Exercise goal: Where does the word "boom" appear in the entries below? Copy each line that holds it.

------ Source data ------

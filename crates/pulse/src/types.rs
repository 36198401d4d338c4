//! Record types and serialization.

use serde::{Deserialize, Serialize};
use std::collections::BTreeMap;

/// Event segmentation: string keys to string values.
pub type Segmentation = BTreeMap<String, String>;

/// A single application event.
#[derive(Debug, Clone, Serialize, Deserialize)]
pub struct Event {
    pub key: String,
    pub count: u32,
    pub timestamp: i64,
    #[serde(default, skip_serializing_if = "Option::is_none")]
    pub segmentation: Option<Segmentation>,
    #[serde(rename = "dur", default, skip_serializing_if = "is_unset_duration")]
    pub duration: f64,
}

fn is_unset_duration(duration: &f64) -> bool {
    *duration <= 0.0
}

impl Event {
    /// New event with a count of one and no duration.
    pub fn new(key: impl Into<String>, timestamp: i64) -> Self {
        Self {
            key: key.into(),
            count: 1,
            timestamp,
            segmentation: None,
            duration: 0.0,
        }
    }
}

/// Events are identified by key, timestamp and segmentation.
/// Count and duration do not take part in equality.
impl PartialEq for Event {
    fn eq(&self, other: &Self) -> bool {
        self.key == other.key
            && self.timestamp == other.timestamp
            && self.segmentation == other.segmentation
    }
}

/// Session state reported alongside session markers and event batches.
#[derive(Debug, Clone, Copy, PartialEq, Eq, Serialize, Deserialize)]
#[serde(rename_all = "lowercase")]
pub enum SessionStatus {
    Active,
    Inactive,
}

impl SessionStatus {
    pub fn as_str(&self) -> &'static str {
        match self {
            SessionStatus::Active => "active",
            SessionStatus::Inactive => "inactive",
        }
    }
}

/// Device metrics attached to every request.
#[derive(Debug, Clone, Default, PartialEq, Serialize, Deserialize)]
pub struct Metrics {
    #[serde(rename = "_device", default, skip_serializing_if = "Option::is_none")]
    pub device: Option<String>,
    #[serde(rename = "_os", default, skip_serializing_if = "Option::is_none")]
    pub os: Option<String>,
    #[serde(rename = "_os_version", default, skip_serializing_if = "Option::is_none")]
    pub os_version: Option<String>,
    #[serde(rename = "_carrier", default, skip_serializing_if = "Option::is_none")]
    pub carrier: Option<String>,
    #[serde(rename = "_resolution", default, skip_serializing_if = "Option::is_none")]
    pub resolution: Option<String>,
    #[serde(rename = "_density", default, skip_serializing_if = "Option::is_none")]
    pub density: Option<String>,
    #[serde(rename = "_locale", default, skip_serializing_if = "Option::is_none")]
    pub locale: Option<String>,
}

/// Device and runtime state captured into a crash report.
#[derive(Debug, Clone, Default, PartialEq, Serialize, Deserialize)]
pub struct DeviceSnapshot {
    #[serde(rename = "_device", default, skip_serializing_if = "Option::is_none")]
    pub device: Option<String>,
    #[serde(rename = "_os", default, skip_serializing_if = "Option::is_none")]
    pub os: Option<String>,
    #[serde(rename = "_os_version", default, skip_serializing_if = "Option::is_none")]
    pub os_version: Option<String>,
    #[serde(rename = "_resolution", default, skip_serializing_if = "Option::is_none")]
    pub resolution: Option<String>,
    #[serde(rename = "_app_version", default, skip_serializing_if = "Option::is_none")]
    pub app_version: Option<String>,
    #[serde(rename = "_manufacture", default, skip_serializing_if = "Option::is_none")]
    pub manufacturer: Option<String>,
    #[serde(rename = "_cpu", default, skip_serializing_if = "Option::is_none")]
    pub cpu: Option<String>,
    #[serde(rename = "_opengl", default, skip_serializing_if = "Option::is_none")]
    pub opengl: Option<String>,
    /// RAM in use, in megabytes.
    #[serde(rename = "_ram_current", default, skip_serializing_if = "Option::is_none")]
    pub ram_current: Option<u64>,
    #[serde(rename = "_ram_total", default, skip_serializing_if = "Option::is_none")]
    pub ram_total: Option<u64>,
    /// Disk in use, in megabytes.
    #[serde(rename = "_disk_current", default, skip_serializing_if = "Option::is_none")]
    pub disk_current: Option<u64>,
    #[serde(rename = "_disk_total", default, skip_serializing_if = "Option::is_none")]
    pub disk_total: Option<u64>,
    /// Battery level as a percentage.
    #[serde(rename = "_bat", default, skip_serializing_if = "Option::is_none")]
    pub battery: Option<f64>,
    #[serde(rename = "_orientation", default, skip_serializing_if = "Option::is_none")]
    pub orientation: Option<String>,
    #[serde(rename = "_root", default, skip_serializing_if = "Option::is_none")]
    pub rooted: Option<bool>,
    #[serde(rename = "_online", default, skip_serializing_if = "Option::is_none")]
    pub online: Option<bool>,
    #[serde(rename = "_muted", default, skip_serializing_if = "Option::is_none")]
    pub muted: Option<bool>,
    #[serde(rename = "_background", default, skip_serializing_if = "Option::is_none")]
    pub background: Option<bool>,
}

/// Crash report payload.
#[derive(Debug, Clone, PartialEq, Serialize, Deserialize)]
pub struct CrashReport {
    #[serde(rename = "_error")]
    pub error: String,
    #[serde(rename = "_nonfatal")]
    pub nonfatal: bool,
    /// Log lines accumulated since the previous crash report.
    #[serde(rename = "_logs", default, skip_serializing_if = "String::is_empty")]
    pub logs: String,
    /// Application uptime in milliseconds.
    #[serde(rename = "_run")]
    pub uptime_ms: i64,
    #[serde(flatten)]
    pub device: DeviceSnapshot,
    #[serde(rename = "_custom", default, skip_serializing_if = "Segmentation::is_empty")]
    pub custom: Segmentation,
}

/// Fields shared by every outbound request, captured when it is built.
#[derive(Debug, Clone, PartialEq, Serialize, Deserialize)]
pub struct RequestHeader {
    pub app_name: String,
    pub app_version: String,
    pub target: String,
    pub timestamp: i64,
    #[serde(default)]
    pub metrics: Metrics,
}

/// What an outbound request carries.
#[derive(Debug, Clone, PartialEq, Serialize, Deserialize)]
#[serde(tag = "type", rename_all = "snake_case")]
pub enum RequestKind {
    SessionBegin,
    SessionEnd,
    CrashReport {
        crash: CrashReport,
    },
    EventBatch {
        session_status: SessionStatus,
        events: Vec<Event>,
    },
}

impl RequestKind {
    /// Short name used in logs.
    pub fn name(&self) -> &'static str {
        match self {
            RequestKind::SessionBegin => "session_begin",
            RequestKind::SessionEnd => "session_end",
            RequestKind::CrashReport { .. } => "crash_report",
            RequestKind::EventBatch { .. } => "event_batch",
        }
    }

    pub fn is_crash(&self) -> bool {
        matches!(self, RequestKind::CrashReport { .. })
    }
}

/// One outbound request awaiting delivery.
#[derive(Debug, Clone, PartialEq, Serialize, Deserialize)]
pub struct Request {
    pub header: RequestHeader,
    pub kind: RequestKind,
}

#[cfg(test)]
mod tests {
    use super::*;
    use serde_json::json;

    fn header(timestamp: i64) -> RequestHeader {
        RequestHeader {
            app_name: "demo".into(),
            app_version: "1.0".into(),
            target: "demo-server".into(),
            timestamp,
            metrics: Metrics::default(),
        }
    }

    #[test]
    fn test_event_field_names() {
        let mut event = Event::new("purchase", 1706400000000);
        event.segmentation = Some(Segmentation::from([("plan".into(), "pro".into())]));
        event.duration = 12.5;

        let json = serde_json::to_value(&event).unwrap();

        assert_eq!(json["key"], "purchase");
        assert_eq!(json["count"], 1);
        assert_eq!(json["timestamp"], 1706400000000i64);
        assert_eq!(json["segmentation"]["plan"], "pro");
        assert_eq!(json["dur"], 12.5);
        assert!(json.get("duration").is_none());
    }

    #[test]
    fn test_event_omits_zero_duration_and_missing_segmentation() {
        let event = Event::new("open", 1);

        let json_str = serde_json::to_string(&event).unwrap();

        assert!(!json_str.contains("dur"));
        assert!(!json_str.contains("segmentation"));
    }

    #[test]
    fn test_event_equality_ignores_count_and_duration() {
        let a = Event::new("k", 10);
        let mut b = Event::new("k", 10);
        b.count = 3;
        b.duration = 5.0;
        let c = Event::new("k", 11);

        assert_eq!(a, b);
        assert_ne!(a, c);
    }

    #[test]
    fn test_event_decodes_without_optional_fields() {
        let event: Event =
            serde_json::from_value(json!({"key": "k", "count": 1, "timestamp": 7})).unwrap();

        assert_eq!(event.duration, 0.0);
        assert!(event.segmentation.is_none());
    }

    #[test]
    fn test_metrics_underscore_names() {
        let metrics = Metrics {
            os: Some("linux".into()),
            locale: Some("en_US".into()),
            ..Default::default()
        };

        let json = serde_json::to_value(&metrics).unwrap();

        assert_eq!(json, json!({"_os": "linux", "_locale": "en_US"}));
    }

    #[test]
    fn test_crash_report_flattens_snapshot() {
        let crash = CrashReport {
            error: "boom".into(),
            nonfatal: true,
            logs: String::new(),
            uptime_ms: 1500,
            device: DeviceSnapshot {
                cpu: Some("aarch64".into()),
                background: Some(false),
                ..Default::default()
            },
            custom: Segmentation::new(),
        };

        let json = serde_json::to_value(&crash).unwrap();

        assert_eq!(json["_error"], "boom");
        assert_eq!(json["_nonfatal"], true);
        assert_eq!(json["_run"], 1500);
        assert_eq!(json["_cpu"], "aarch64");
        assert_eq!(json["_background"], false);
        assert!(json.get("_logs").is_none());
        assert!(json.get("_custom").is_none());
        assert!(json.get("device").is_none());
    }

    #[test]
    fn test_request_kind_tagging() {
        let request = Request {
            header: header(5),
            kind: RequestKind::EventBatch {
                session_status: SessionStatus::Active,
                events: vec![Event::new("k", 5)],
            },
        };

        let json = serde_json::to_value(&request).unwrap();

        assert_eq!(json["kind"]["type"], "event_batch");
        assert_eq!(json["kind"]["session_status"], "active");
        assert_eq!(json["header"]["target"], "demo-server");
    }

    #[test]
    fn test_request_persisted_form_decodes_to_equal_value() {
        let request = Request {
            header: header(9),
            kind: RequestKind::SessionEnd,
        };

        let encoded = serde_json::to_string(&request).unwrap();
        let decoded: Request = serde_json::from_str(&encoded).unwrap();

        assert_eq!(decoded, request);
        assert!(!decoded.kind.is_crash());
    }
}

------

Answer box:
            error: "boom".into(),
        assert_eq!(json["_error"], "boom");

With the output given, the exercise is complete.